__WHAT THE EXERCISE ASKS__.
Output only the lines below that start at the line containing "storing and retrieving" and end at the line containing "loaded independently of", with both ends kept.

__STUDY MATERIAL__.
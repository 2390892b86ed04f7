//! lectern-retriever: PDF ingestion, vector indexing, and retrieval
//!
//! This crate ties the lectern pipeline together: it extracts text from a
//! PDF, chunks it via `lectern-context`, embeds the chunks via
//! `lectern-embed`, stores text and vectors together in SQLite, and answers
//! similarity queries whose results feed a grounding prompt for a language
//! model.
//!
//! ## Key Modules
//!
//! - **[`extract`]**: PDF-to-text capability
//! - **[`storage`]**: combined chunk/embedding store with build metadata
//! - **[`builder`]**: build-time orchestration (chunks → embeddings → store)
//! - **[`retriever`]**: query-time search returning scored chunks
//! - **[`prompt`]**: grounding prompt assembly
//!
//! ## Architecture
//!
//! ```text
//! PDF → extract → clean/chunk → embed → SqliteStore     (build time)
//! Query → embed → search_similar → SearchResults → Prompt  (query time)
//! ```

pub mod builder;
pub mod extract;
pub mod prompt;
pub mod retriever;
pub mod storage;

pub use builder::IndexBuilder;
pub use extract::{PdfTextExtractor, TextExtractor};
pub use prompt::build_prompt;
pub use retriever::{Retriever, SearchResult};
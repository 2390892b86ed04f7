//! Storage abstraction layer for lectern-retriever
//!
//! This module provides trait-based abstractions for storing and retrieving
//! document chunks and their embeddings. Chunk text and vectors live in a
//! SINGLE database so they can never be persisted or loaded independently of
//! each other: the slot-to-text mapping is a table row, not a convention
//! between two files.
//!
//! ## Key Components
//!
//! - **ChunkStore**: positional text storage and retrieval operations
//! - **EmbeddingStore**: vector similarity search operations
//! - **IndexMetadata**: model/dimension/count record cross-checked on load
//! - **SqliteStore**: the concrete implementation
//!
//! ## Invariant
//!
//! Row `position = i` holds exactly the `i`-th chunk of the ingested
//! document together with its embedding. The index builder writes rows in
//! chunk order and records the count in [`IndexMetadata`]; the retriever
//! refuses to open a store whose row count disagrees.

use anyhow::Result;
use async_trait::async_trait;
use serde::{Deserialize, Serialize};

pub mod sqlite_store;

pub use sqlite_store::SqliteStore;

/// Zero-based slot of a chunk within the index.
pub type ChunkPosition = i64;

/// A document chunk stored alongside its embedding vector.
#[derive(Debug, Clone, PartialEq)]
pub struct IndexedChunk {
    /// Slot of this chunk in the original chunk sequence
    pub position: ChunkPosition,
    /// The chunk text, persisted verbatim
    pub content: String,
    /// Unit-normalized embedding vector (f16 for efficiency)
    pub embedding: Vec<half::f16>,
}

/// Metadata about the embedding model and shape of a built index.
///
/// Written once at build time and cross-checked when the index is opened
/// for querying, so a store built with one model cannot silently serve
/// queries embedded with another.
#[derive(Debug, Clone, Serialize, Deserialize)]
pub struct IndexMetadata {
    /// Name of the embedding model (e.g., "all-MiniLM-L6-v2")
    pub model_name: String,
    /// Provider of the embedding model (e.g., "fastembed")
    pub provider: String,
    /// Dimension of the embedding vectors
    pub dimension: usize,
    /// Whether embeddings are normalized to unit length
    pub normalized: bool,
    /// Number of chunks the index was built with
    pub chunk_count: usize,
    /// Unix timestamp of the build
    pub created_at: i64,
}

impl IndexMetadata {
    pub fn new(model_name: String, provider: String, dimension: usize) -> Self {
        Self {
            model_name,
            provider,
            dimension,
            normalized: false,
            chunk_count: 0,
            created_at: chrono::Utc::now().timestamp(),
        }
    }

    pub fn with_normalized(mut self, normalized: bool) -> Self {
        self.normalized = normalized;
        self
    }

    pub fn with_chunk_count(mut self, chunk_count: usize) -> Self {
        self.chunk_count = chunk_count;
        self
    }

    /// Create a unique identifier for this model configuration
    pub fn model_id(&self) -> String {
        let normalized_part = if self.normalized { "norm" } else { "raw" };
        format!(
            "{}:{}:{}:{}",
            self.provider, self.model_name, self.dimension, normalized_part
        )
    }
}

/// Positional text storage operations for document chunks.
#[async_trait]
pub trait ChunkStore: Send + Sync {
    /// Insert chunks, replacing any existing rows at the same positions
    async fn insert_chunks(&self, chunks: &[IndexedChunk]) -> Result<()>;

    /// Get the chunk at a specific position
    async fn get_chunk(&self, position: ChunkPosition) -> Result<Option<IndexedChunk>>;

    /// Get all chunks in position order
    async fn all_chunks(&self) -> Result<Vec<IndexedChunk>>;

    /// Number of stored chunks
    async fn chunk_count(&self) -> Result<usize>;

    /// Delete all chunks
    async fn clear(&self) -> Result<()>;
}

/// Vector similarity search operations.
#[async_trait]
pub trait EmbeddingStore: Send + Sync {
    /// Search for the `top_k` chunks most similar to `query` by inner
    /// product, in descending score order. Returns fewer results when the
    /// index holds fewer than `top_k` chunks.
    async fn search_similar(
        &self,
        query: &[half::f16],
        top_k: usize,
    ) -> Result<Vec<(ChunkPosition, f32)>>;
}
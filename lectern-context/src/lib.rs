pub mod text;

// Re-export the main cleaning and chunking entry points for external use
pub use text::{TextChunker, clean_text, split_paragraphs};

__SOLUTION BELOW__.
//! This module provides trait-based abstractions for storing and retrieving
//! document chunks and their embeddings. Chunk text and vectors live in a
//! SINGLE database so they can never be persisted or loaded independently of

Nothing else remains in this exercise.